I was hoping to see in the ARBA for any Lionhead breeders, but they are not even in the List of any of the rabbits! 
Whats up with that?
Are there not any Lionhead breeders anywhere? (they're my wife's favorite kind of bunny)


----------



## mistyjr (Oct 12, 2011)

Lionheads arent arba yet, but they are working on it, If you want an lionhead look up the lionhead rabbit club or search on google for breeders!


----------



## MiniLopHop (Oct 12, 2011)

You can also look at local rescues. There are many lionheads in bunny jail. petfinder.com is a great place to start.


----------



## pamnock (Oct 12, 2011)

http://www.lionheadrabbit.net/


----------



## Korr_and_Sophie (Oct 12, 2011)

Lionheads on not yet a recognized breed. While it is being worked on, it is a long process that takes years. Since they are not recognized by ARBA yet, they are not listed on the website. 

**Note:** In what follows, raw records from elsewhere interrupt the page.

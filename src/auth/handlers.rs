use crate::{
    auth::auth::AuthUser,
    config::Config,
    error::AppError,
    models::{LoginReqDto, TokenPair, UserReq},
    service::auth::{self as auth_service, ClientMeta, LoginOutcome},
};
use actix_web::{HttpRequest, HttpResponse, Responder, http::header, web};
use serde_json::json;
use sqlx::MySqlPool;
use tracing::{debug, info, instrument};

/// Token from an `Authorization: Bearer ...` header, if any.
fn bearer_token(req: &HttpRequest) -> Option<&str> {
    req.headers()
        .get(header::AUTHORIZATION)?
        .to_str()
        .ok()?
        .strip_prefix("Bearer ")
        .map(str::trim)
        .filter(|t| !t.is_empty())
}

fn client_meta(req: &HttpRequest) -> ClientMeta {
    let conn = req.connection_info();
    ClientMeta {
        user_agent: req
            .headers()
            .get(header::USER_AGENT)
            .and_then(|v| v.to_str().ok())
            .map(str::to_string),
        ip_address: conn.realip_remote_addr().map(str::to_string),
    }
}

#[utoipa::path(
    post,
    path = "/auth/register",
    request_body = UserReq,
    responses(
        (status = 201, description = "User registered"),
        (status = 400, description = "Invalid username or weak password"),
        (status = 409, description = "Username already taken")
    ),
    tag = "Auth"
)]
#[instrument(name = "auth_register", skip(pool, user), fields(username = %user.username))]
pub async fn register(user: web::Json<UserReq>, pool: web::Data<MySqlPool>) -> actix_web::Result<impl Responder> {
    let user_id = auth_service::register(pool.get_ref(), &user).await?;

    Ok(HttpResponse::Created().json(json!({
        "message": "User registered successfully",
        "user_id": user_id
    })))
}

#[utoipa::path(
    post,
    path = "/auth/login",
    request_body = LoginReqDto,
    responses(
        (status = 200, body = TokenPair),
        (status = 401, description = "Invalid credentials, or `{\"mfa_required\": true}`"),
        (status = 403, description = "Account disabled")
    ),
    tag = "Auth"
)]
#[instrument(name = "auth_login", skip(req, pool, config, user), fields(username = %user.username))]
pub async fn login(
    req: HttpRequest,
    user: web::Json<LoginReqDto>,
    pool: web::Data<MySqlPool>,
    config: web::Data<Config>,
) -> actix_web::Result<impl Responder> {
    info!("Login request received");
    let meta = client_meta(&req);

    match auth_service::login(pool.get_ref(), &config, &user, &meta).await? {
        LoginOutcome::Tokens(pair) => Ok(HttpResponse::Ok().json(pair)),
        LoginOutcome::MfaRequired => {
            debug!("MFA code required");
            Ok(HttpResponse::Unauthorized().json(json!({
                "message": "MFA code required",
                "mfa_required": true
            })))
        }
    }
}

#[utoipa::path(
    post,
    path = "/auth/refresh",
    responses(
        (status = 200, body = TokenPair),
        (status = 401, description = "Missing, invalid or revoked refresh token")
    ),
    security(("bearer_auth" = [])),
    tag = "Auth"
)]
#[instrument(name = "auth_refresh", skip(req, pool, config))]
pub async fn refresh_token(
    req: HttpRequest,
    pool: web::Data<MySqlPool>,
    config: web::Data<Config>,
) -> actix_web::Result<impl Responder> {
    let token = bearer_token(&req).ok_or_else(|| AppError::Unauthorized("No token".to_string()))?;
    let pair = auth_service::rotate_refresh_token(pool.get_ref(), &config, token).await?;
    Ok(HttpResponse::Ok().json(pair))
}

#[utoipa::path(
    post,
    path = "/auth/logout",
    responses((status = 204, description = "Logged out, also for unknown tokens")),
    security(("bearer_auth" = [])),
    tag = "Auth"
)]
#[instrument(name = "auth_logout", skip(req, pool, config))]
pub async fn logout(req: HttpRequest, pool: web::Data<MySqlPool>, config: web::Data<Config>) -> impl Responder {
    if let Some(token) = bearer_token(&req) {
        auth_service::logout(pool.get_ref(), &config, token).await;
    }
    HttpResponse::NoContent().finish()
}

#[utoipa::path(
    get,
    path = "/api/me",
    responses((status = 200, description = "Authenticated principal", body = Object, example = json!({
        "user": { "user_id": 4, "username": "jdoe", "role": "employee", "employee_id": 12, "session_id": 31 },
        "is_employee": true,
        "is_hr_or_admin": false
    }))),
    security(("bearer_auth" = []), ("api_key" = [])),
    tag = "Auth"
)]
pub async fn me(auth: AuthUser) -> impl Responder {
    HttpResponse::Ok().json(json!({
        "is_employee": auth.is_employee(),
        "is_hr_or_admin": auth.is_hr_or_admin(),
        "user": auth,
    }))
}

#[cfg(test)]
mod tests {
    use super::*;
    use actix_web::test::TestRequest;

    #[test]
    fn bearer_token_requires_scheme() {
        let req = TestRequest::default()
            .insert_header((header::AUTHORIZATION, "Bearer abc.def"))
            .to_http_request();
        assert_eq!(bearer_token(&req), Some("abc.def"));

        let req = TestRequest::default()
            .insert_header((header::AUTHORIZATION, "Basic abc"))
            .to_http_request();
        assert_eq!(bearer_token(&req), None);

        let req = TestRequest::default().to_http_request();
        assert_eq!(bearer_token(&req), None);
    }

    #[test]
    fn client_meta_reads_user_agent() {
        let req = TestRequest::default()
            .insert_header((header::USER_AGENT, "Mozilla/5.0 (iPhone)"))
            .peer_addr("10.0.0.7:5000".parse().unwrap())
            .to_http_request();

        let meta = client_meta(&req);
        assert_eq!(meta.user_agent.as_deref(), Some("Mozilla/5.0 (iPhone)"));
        assert_eq!(meta.ip_address.as_deref(), Some("10.0.0.7"));
    }
}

There are breeders out there. You may find some local ones through local breeder clubs. Even if there aren't any listed on the members list, you can always e-mail them and ask if they know of any in the area (be sure to include your area if you don't live really close to where the club is based). Even going to a show can be good to meet breeders and see if they have anything for sale at the show. 

If you aren't looking to get a show rabbit (you can show lionheads, but they can't compete for Best in Show), you can see if there are any in local resuces or online ads. You never really know what you may find.


----------



## LaylaLop (Oct 12, 2011)

I did a search on petfinder in Indiana (near you I think) and the first bunny to come up was a very beautiful lionhead gal. 

http://www.petfinder.com/petdetail/19771431

Hope that helps if you're looking to rescue a bun.


----------



## SilverRabbit (Oct 14, 2011)

Thank you everyone, I am really looking forward to getting a bunny this spring.


----------



## moparmomma (Dec 9, 2011)

I am in Michigan just north of Detroit. I am a lionhead breeder and both my doe and buck are pedigreed. We are hoping eventually the ARBA will recognize the breed. We are just few and far between right now. I LOVE this breed. Sundance and Belvedere are the names of my bunnies! Good luck to you!


----------